Second Academic Year

During the autumn of 1946, I had two course credits entitled "research time." This work was programming the Mark I. Dr. Aiken had decided that my research should be a major computation needed by one of the University economics professors, Wassily Leontief, who became a member of my doctoral committee. Dr. Leontief was pioneering an economic theory entitled "Input-output", which essentially said that the economy of a country could be subdivided into interdependent sectors. If the dollar amount of goods and services passing between one sector and each of the others could be determined, it would be possible to calculate the increase in performance of each sector needed to meet some national goal, such as a war effort, a building boom, or any other major change desired in the levels of production. The calculations required, however, were completely beyond the capabilities of then existing calculating machines, and that is why Dr. Aiken wanted me to figure out how to get his new computer to do the job. I started out with a model of a 10-sector economy, for which I had to find the levels of production for each sector for a hypothetical national goal.

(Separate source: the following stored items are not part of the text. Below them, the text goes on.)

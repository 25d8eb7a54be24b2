//! # craftgen-scaffold
//!
//! Provisioning pipeline for craftgen providing:
//! - Archive download and extraction
//! - Plugin copy and default-file pruning
//! - Template rendering into the new project
//! - Dependency installation
//!
//! Steps run strictly one after another; each finishes before the next
//! starts.
//!
//! # Example
//!
//! ```no_run
//! use std::sync::Arc;
//! use craftgen_core::{ProjectConfig, ProjectRoot, SettingsLoader};
//! use craftgen_core::types::{LicenseAnswer, ProjectAnswers};
//! use craftgen_scaffold::{build_pipeline, EmbeddedTemplates, PipelineOptions, StepContext};
//!
//! # async fn example() -> Result<(), Box<dyn std::error::Error>> {
//! let config = ProjectConfig::from_answers(ProjectAnswers {
//!     site_name: "Acme Widgets".to_string(),
//!     domain_name: "acme".to_string(),
//!     production_tld: None,
//!     staging_domain: None,
//!     accept_license: LicenseAnswer::Flag(true),
//! })?;
//! let ctx = StepContext::new(config, ProjectRoot::new("/srv/acme")?);
//!
//! let settings = SettingsLoader::embedded()?;
//! let pipeline = build_pipeline(
//!     &settings,
//!     Arc::new(EmbeddedTemplates::new()),
//!     &PipelineOptions::default(),
//! )?;
//!
//! let report = pipeline.run(&ctx).await;
//! println!("completed: {:?}", report.completed_names());
//! report.into_result()?;
//! # Ok(())
//! # }
//! ```

pub mod copy;
pub mod error;
pub mod extract;
pub mod fetch;
pub mod pipeline;
pub mod prune;
pub mod steps;
pub mod templates;

pub use error::{Error, Result};
pub use pipeline::{
    CompletedStep, NoOpObserver, Pipeline, PipelineObserver, RunOutcome, RunReport, Step,
    StepContext, TracingObserver,
};
pub use steps::{build_pipeline, PipelineOptions};
pub use templates::{DirectoryTemplates, EmbeddedTemplates, TemplateSource};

Mathematically speaking, this entailed the specific solution of a 10x10 matrix. A full matrix of that size had never before been calculated. The engineers had just finished installing a new set of hardware devices, called subsequence units (ten of them). I made use of them to solve this problem, as well as to enable the engineers to check out their work. It took Mark I about 24 hours to finish the calculation (after I finally got all the bugs out of the program), using just about every register and calculating unit it had. Aiken and Leontief were delighted. Incidentally, it was about this time that a malfunction in the computer was discovered to have been caused by a moth getting into a relay — hence the term "bugs" in a computer or program. Grace Hopper helped me with a number of problems in setting up the program, and I was grateful for her help and suggestions.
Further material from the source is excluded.